What Is an Artificial Neuron?
A single artificial neuron is almost embarrassingly simple. It does three things: it receives numbers, it multiplies each number by another number called a weight, and it adds everything up to produce a result. That is it. And yet, when you stack thousands or millions of these simple units together and train them carefully, they can recognize handwritten digits, detect tumors in X-rays, and translate between dozens of languages. The power is not in any individual neuron — it is in the organization. Before you can understand the organization, you need to understand the unit. Let's build it up from scratch.
Inputs: The Data Coming In
Every artificial neuron receives one or more input values. These are plain numbers — not words, not images directly, not sounds. Everything that enters a neural network must first be converted into numbers. A pixel's brightness becomes a number between 0 and 1. A word becomes a list of hundreds of numbers called an embedding. A sensor reading becomes a decimal value. Suppose you are building a very simple system to help decide whether a strawberry is ripe enough to pick. You might feed the neuron three inputs: the redness of the berry on a scale from 0 to 1, the firmness on a scale from 0 to 1, and the size relative to average, also from 0 to 1. Those three numbers go into the neuron simultaneously. The neuron has no idea what a strawberry is — it just receives three numbers.

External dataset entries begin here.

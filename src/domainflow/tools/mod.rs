//! Bundled tool providers.
//!
//! Concrete upstreams for most tools (LLM APIs, geocoders, NLP services,
//! search indices) live outside the engine and are registered by the host
//! application as [`ToolProvider`](crate::broker::ToolProvider)
//! implementations. This module ships the two adapters that need nothing
//! external:
//!
//! - [`CustomHttpProvider`]: the `custom_http` tool over a pooled reqwest
//!   client with a per-construction domain allowlist.
//! - [`DataToolProvider`] + [`InMemoryDataBackend`]: the `data.*` family
//!   over a pluggable [`DataBackend`]; the in-memory backend serves tests
//!   and single-process deployments, and a relational adapter implements
//!   the same trait in production.

pub mod custom_http;
pub mod data;

pub use custom_http::CustomHttpProvider;
pub use data::{DataBackend, DataToolProvider, InMemoryDataBackend};
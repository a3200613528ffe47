//! Campaign catalog: the list of active campaigns sellers browse, with text
//! search and a region filter.

use std::collections::BTreeSet;

use model::entities::campaign::{self, CampaignStatus};
use model::entities::profile;
use sea_orm::{ColumnTrait, DatabaseConnection, EntityTrait, QueryFilter, QueryOrder};
use tracing::{debug, instrument};

use crate::error::Result;

/// An active campaign together with the owner fields shown next to it.
#[derive(Debug, Clone, PartialEq)]
pub struct CampaignListing {
    pub campaign: campaign::Model,
    pub owner_full_name: Option<String>,
    pub owner_company_name: Option<String>,
}

impl CampaignListing {
    fn new(campaign: campaign::Model, owner: Option<profile::Model>) -> Self {
        Self {
            campaign,
            owner_full_name: owner.as_ref().and_then(|o| o.full_name.clone()),
            owner_company_name: owner.and_then(|o| o.company_name),
        }
    }
}

/// Loads every active campaign, newest first.
#[instrument(skip(db))]
pub async fn load_active_campaigns(db: &DatabaseConnection) -> Result<Vec<CampaignListing>> {
    let rows = campaign::Entity::find()
        .filter(campaign::Column::Status.eq(CampaignStatus::Active))
        .order_by_desc(campaign::Column::CreatedAt)
        .order_by_desc(campaign::Column::Id)
        .find_also_related(profile::Entity)
        .all(db)
        .await?;

    debug!("Loaded {} active campaigns", rows.len());
    Ok(rows
        .into_iter()
        .map(|(campaign, owner)| CampaignListing::new(campaign, owner))
        .collect())
}

/// Search and region criteria. Empty values mean "no constraint".
#[derive(Debug, Clone, Default, PartialEq, Eq)]
pub struct CatalogFilter {
    /// Case-insensitive substring matched against title and description.
    pub search: Option<String>,
    /// Exact region name that must be among the campaign's target regions.
    pub region: Option<String>,
}

impl CatalogFilter {
    pub fn matches(&self, campaign: &campaign::Model) -> bool {
        let matches_search = match self.search.as_deref().filter(|s| !s.is_empty()) {
            None => true,
            Some(term) => {
                let term = term.to_lowercase();
                campaign.title.to_lowercase().contains(&term)
                    || campaign.description.to_lowercase().contains(&term)
            }
        };

        let matches_region = match self.region.as_deref().filter(|r| !r.is_empty()) {
            None => true,
            Some(region) => campaign.target_regions.contains(region),
        };

        matches_search && matches_region
    }

    /// Returns the listings that match, keeping their order.
    pub fn apply<'a, I>(&self, listings: I) -> Vec<CampaignListing>
    where
        I: IntoIterator<Item = &'a CampaignListing>,
    {
        listings
            .into_iter()
            .filter(|listing| self.matches(&listing.campaign))
            .cloned()
            .collect()
    }
}

/// Sorted union of target regions across the given listings.
pub fn available_regions<'a, I>(listings: I) -> Vec<String>
where
    I: IntoIterator<Item = &'a CampaignListing>,
{
    listings
        .into_iter()
        .flat_map(|listing| listing.campaign.target_regions.iter().cloned())
        .collect::<BTreeSet<_>>()
        .into_iter()
        .collect()
}

#[cfg(test)]
mod tests {
    use super::*;
    use crate::testing::{at, seed_campaign, seed_profile, setup_db};
    use model::entities::profile::UserType;

    fn titles(listings: &[CampaignListing]) -> Vec<&str> {
        listings.iter().map(|l| l.campaign.title.as_str()).collect()
    }

    #[tokio::test]
    async fn test_only_active_campaigns_newest_first() {
        let db = setup_db().await;
        seed_profile(&db, 1, UserType::Startup).await;
        seed_campaign(&db, 1, "Old", &[], CampaignStatus::Active, at(0)).await;
        seed_campaign(&db, 1, "Hidden", &[], CampaignStatus::Inactive, at(5)).await;
        seed_campaign(&db, 1, "New", &[], CampaignStatus::Active, at(10)).await;

        let listings = load_active_campaigns(&db).await.unwrap();
        assert_eq!(titles(&listings), vec!["New", "Old"]);
        assert_eq!(listings[0].owner_company_name.as_deref(), Some("Company 1"));
        assert_eq!(listings[0].owner_full_name.as_deref(), Some("Person 1"));
    }

    #[tokio::test]
    async fn test_search_is_case_insensitive_substring() {
        let db = setup_db().await;
        seed_profile(&db, 1, UserType::Startup).await;
        seed_campaign(&db, 1, "Eco Bottle", &[], CampaignStatus::Active, at(0)).await;
        seed_campaign(&db, 1, "Organic Cream", &[], CampaignStatus::Active, at(1)).await;

        let listings = load_active_campaigns(&db).await.unwrap();
        let filter = CatalogFilter {
            search: Some("eco".to_string()),
            region: None,
        };
        assert_eq!(titles(&filter.apply(&listings)), vec!["Eco Bottle"]);

        // Description is searched too
        let filter = CatalogFilter {
            search: Some("CREAM DESC".to_string()),
            region: None,
        };
        assert_eq!(titles(&filter.apply(&listings)), vec!["Organic Cream"]);
    }

    #[tokio::test]
    async fn test_region_filter_and_region_union() {
        let db = setup_db().await;
        seed_profile(&db, 1, UserType::Startup).await;
        seed_campaign(&db, 1, "A", &["Delhi", "Mumbai"], CampaignStatus::Active, at(0)).await;
        seed_campaign(&db, 1, "B", &["Chennai"], CampaignStatus::Active, at(1)).await;

        let listings = load_active_campaigns(&db).await.unwrap();
        let filter = CatalogFilter {
            search: None,
            region: Some("Delhi".to_string()),
        };
        assert_eq!(titles(&filter.apply(&listings)), vec!["A"]);
        assert_eq!(
            available_regions(&listings),
            vec!["Chennai".to_string(), "Delhi".to_string(), "Mumbai".to_string()]
        );
    }

    #[tokio::test]
    async fn test_empty_filter_matches_everything() {
        let db = setup_db().await;
        seed_profile(&db, 1, UserType::Startup).await;
        seed_campaign(&db, 1, "A", &["Delhi"], CampaignStatus::Active, at(0)).await;
        seed_campaign(&db, 1, "B", &[], CampaignStatus::Active, at(1)).await;

        let listings = load_active_campaigns(&db).await.unwrap();
        let filter = CatalogFilter {
            search: Some(String::new()),
            region: Some(String::new()),
        };
        assert_eq!(filter.apply(&listings).len(), 2);
        assert_eq!(CatalogFilter::default().apply(&listings).len(), 2);
    }
}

An artificial neuron does not see words, images, or sounds directly. Everything must be encoded as a number before it enters the network. This encoding step — turning raw data into numerical inputs — is a critical part of building any neural network system.
Now for the interesting part: the neuron does not treat every input equally. Each input is multiplied by a weight before being added to the others. A weight is a number that controls how much influence that input has on the result. Back to the strawberry. Suppose redness gets a weight of 0.8, firmness gets a weight of 0.5, and size gets a weight of 0.2. Those weights represent a judgment that redness matters a lot (high weight), firmness matters moderately, and size matters less. When a berry is very red (0.9), moderately firm (0.6), and average-sized (1.0), the neuron computes: (0.9 × 0.8) + (0.6 × 0.5) + (1.0 × 0.2) = 0.72 + 0.30 + 0.20 = 1.22 That sum — 1.22 — is the neuron's raw output. We will talk about what happens to it next.
Bias: The Neuron's Own Nudge
There is one more ingredient that real neurons use: a bias. A bias is an extra number added to the weighted sum before producing the output. You can think of it as the neuron's default 'lean' before it even sees the inputs. If a bias is positive, the neuron is easier to activate; if negative, harder. So the full calculation is: (input_1 × weight_1) + (input_2 × weight_2) + ... + bias = raw output. In the strawberry example, if the bias is −0.5, then the raw output becomes 1.22 − 0.5 = 0.72. The bias shifts where the neuron 'sits' on its output scale. Every real neuron in every real network has both weights and a bias.
output = (x₁ × w₁) + (x₂ × w₂) + ... + (xₙ × wₙ) + bias Where x values are inputs and w values are weights. This weighted sum, plus bias, is what every artificial neuron computes. The weights and bias are the numbers that get adjusted during learning.
After computing the weighted sum plus bias, the neuron passes that number through one more step called an activation function. The activation function decides the final output. The simplest version just checks: is the number above zero? If yes, output something; if no, output zero. More sophisticated activation functions produce smooth curves that let the network learn more complex patterns. You do not need to memorize the math yet — the key point is that the activation function is what makes the network able to learn curved, non-linear relationships instead of only straight lines.
Fill in the blanks to complete the description of an artificial neuron's computation.
Right now, in this lesson, the weights in our strawberry example were chosen by hand. In a real neural network, the weights start as small random numbers and get adjusted automatically through a learning process. By the end of training, the weights encode everything the network has 'learned' from examples. Lesson 4 digs into this in depth.
What does a weight do in an artificial neuron?
Why does a neural network need an activation function after computing the weighted sum?
Hand-Compute a Neuron
- Imagine a neuron deciding whether a movie will be popular. It has three inputs:
- - Budget size (0 = tiny, 1 = huge)
- - Famous actors (0 = unknown cast, 1 = major stars)
- - Sequel to a hit (0 = original, 1 = sequel)
- The weights are: budget × 0.3, famous actors × 0.6, sequel × 0.5. The bias is −0.4.
- Compute the raw output for these two movies:
- Movie A: budget = 0.8, famous actors = 0.9, sequel = 1.0
- Movie B: budget = 0.2, famous actors = 0.3, sequel = 0.0
- For a simple activation function, say: if raw output > 0, predict 'popular'; otherwise predict 'not popular.'
- Which movie does the neuron predict will be popular? Does that seem reasonable given the inputs?
- Now try changing one weight. How does the prediction change?